The bits that you don’t understand are there for some reason. If they didn’t serve some purpose, they wouldn’t have been included in the first place. It may be true that they aren’t the best solution for the problem anymore, but until you understand the problem they were included to address you can’t effectively come up with a better way.
Enlightenment has ever been achieved using only social media bytes. No matter how many memes or tweets you consume, pithy little shots of wisdom that fits nicely into your desire to master the world, the big challenge of mastery is always in the bits between, in the shit that challenges you to your core.
The divine surprise may open you to something new, but it is the willingness to go there, to use the koans you find to question everything, to move beyond comfortable assertions and into sharp examination of what you hold onto, removing rationalization and neediness, that lets you move deeper, lets you own your own mind and heart.
Triggering introspection may be hard to engage, but it usually leaves you stronger once you have processed your fears, moving to a clearer understanding.
Virtue is not a relative thing. Just because you can point at people who complain and resist more than you do does not make you a paragon. Doing the work is the only way to claim a place of authority and wisdom, getting to a level where you can see so clearly that you have compassion for those who are still stuck rather than just disdain for those you want to put down as inferior.
Simplification comes after understanding, not before. Resisting any attempt at understanding because you claim a desire for simplification is just an excuse for lazy rationalizations, putting effort into maintaining your own comforting world view rather than into seeing connections and questioning everything.

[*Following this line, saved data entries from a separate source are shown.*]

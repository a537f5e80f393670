use tracing::debug;

use crate::math::distance_2d::{angle_between, distance_2d};
use crate::math::hull::convex_hull;
use crate::math::{to_2d, to_3d, Point2, Point3, Vector2};

/// A minimum-area oriented rectangle.
#[derive(Debug, Clone, PartialEq)]
pub struct OrientedBox {
    /// Corners counter-clockwise, z = 0. Empty for degenerate input.
    pub corners: Vec<Point3>,
    /// `[length, width]` with `length >= width`. Empty for degenerate input.
    pub size: Vec<f64>,
    /// Angle in degrees between the x axis and the long side; `-1` for
    /// degenerate input.
    pub angle: f64,
}

impl OrientedBox {
    fn degenerate() -> Self {
        Self {
            corners: Vec::new(),
            size: Vec::new(),
            angle: -1.0,
        }
    }

    /// Returns `false` for the degenerate sentinel.
    #[must_use]
    pub fn is_valid(&self) -> bool {
        self.corners.len() == 4
    }
}

/// Computes the minimum-area bounding rectangle of a point set by rotating
/// calipers over its convex hull.
pub struct MinBoundingBox {
    points: Vec<Point3>,
}

impl MinBoundingBox {
    /// Creates a new `MinBoundingBox` query.
    #[must_use]
    pub fn new(points: Vec<Point3>) -> Self {
        Self { points }
    }

    /// Executes the query.
    ///
    /// Fewer than three distinct points or collinear input yield the
    /// degenerate sentinel.
    #[must_use]
    pub fn execute(&self) -> OrientedBox {
        let mut points: Vec<Point2> = self.points.iter().map(to_2d).collect();
        if points.len() > 1 && points.first() == points.last() {
            points.pop();
        }

        let Some(hull) = convex_hull(&points) else {
            debug!(points = points.len(), "degenerate hull, no bounding box");
            return OrientedBox::degenerate();
        };
        let Some(corners) = min_rectangle(&hull) else {
            return OrientedBox::degenerate();
        };

        let mut length = distance_2d(&corners[0], &corners[1]);
        let mut width = distance_2d(&corners[0], &corners[3]);
        let mut angle = angle_between(&Vector2::x(), &(corners[1] - corners[0])).to_degrees();
        if length < width {
            angle += 90.0;
            std::mem::swap(&mut length, &mut width);
        }

        OrientedBox {
            corners: corners.iter().map(to_3d).collect(),
            size: vec![length, width],
            angle,
        }
    }
}

/// Rotating calipers: one candidate rectangle per hull edge, flush with it.
///
/// `hull` must be counter-clockwise. The corners come back
/// counter-clockwise, corner 0 to 1 along the supporting edge.
fn min_rectangle(hull: &[Point2]) -> Option<[Point2; 4]> {
    let n = hull.len();
    if n < 3 {
        return None;
    }

    let mut best: Option<(f64, [Point2; 4])> = None;
    for i in 0..n {
        let origin = hull[i];
        let edge = hull[(i + 1) % n] - origin;
        let len = edge.norm();
        if len == 0.0 {
            continue;
        }
        let u = edge / len;
        let v = Vector2::new(-u.y, u.x);

        let (mut s_min, mut s_max, mut t_max) = (f64::INFINITY, f64::NEG_INFINITY, 0.0_f64);
        for q in hull {
            let d = q - origin;
            let s = u.dot(&d);
            s_min = s_min.min(s);
            s_max = s_max.max(s);
            t_max = t_max.max(v.dot(&d));
        }

        let area = (s_max - s_min) * t_max;
        if best.as_ref().is_none_or(|(a, _)| area < *a) {
            let c0 = origin + u * s_min;
            let c1 = origin + u * s_max;
            best = Some((area, [c0, c1, c1 + v * t_max, c0 + v * t_max]));
        }
    }

    best.map(|(_, corners)| corners)
}
mod area;
mod bounding_box;
mod centroid;
mod contains;
mod orientation;

pub use area::Area2D;
pub use bounding_box::{MinBoundingBox, OrientedBox};
pub use centroid::{Centroid, Centroid2D};
pub use contains::NodeWithinFace;
pub use orientation::CheckOrientation;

My own journey has been extraordinarily twisty, full of intense challenges and fallow, reflective times. It’s easy to believe that if I had a more direct line, just heads down and pushing through, that my effort would have been more efficient, that I would be ahead of where I am now.
Every step, though, lead me beyond any expectations or assumptions to a new perspective, to a growing understanding of how I am connected to the universe.
If you believe you know where you are going and how to get there so clearly that you can cut corners and grab shortcuts in advance, then you are not really open to the journey, not really wanting to explore and broaden your own awareness.
For me, clarification only comes from looking backwards, from a knowledge hard won from doing the work, following the rules and then moving beyond them. It is a practical education that informs me, letting the world teach me, rather than trying to impose how I want to believe things should be onto what I do not yet deeply understand.
Sharing what I have learned in the best way I can is all I can do. While I am more than willing to consider the audience, to find their access points, to use language we share in common, to meet them where they are, letting them heal in their own time and their own way, just deleting what others don’t yet understand is not a solution for me.
I know how tight and sharp I communicate and a few people who have taken the time to engage the work understand that too, seeing the meaning unfold, the connections blossom.
Carrying lots of experience, pieces that others might dispose of as clutter, is what gives me the peace that comes from seeing clearly, seeing through and seeing with heart. If I started by deleting everything I didn’t understand at the level I first saw it, all in the name of simplification, I would have denied myself so much beauty in this world.
Or, at least, that’s how I see it.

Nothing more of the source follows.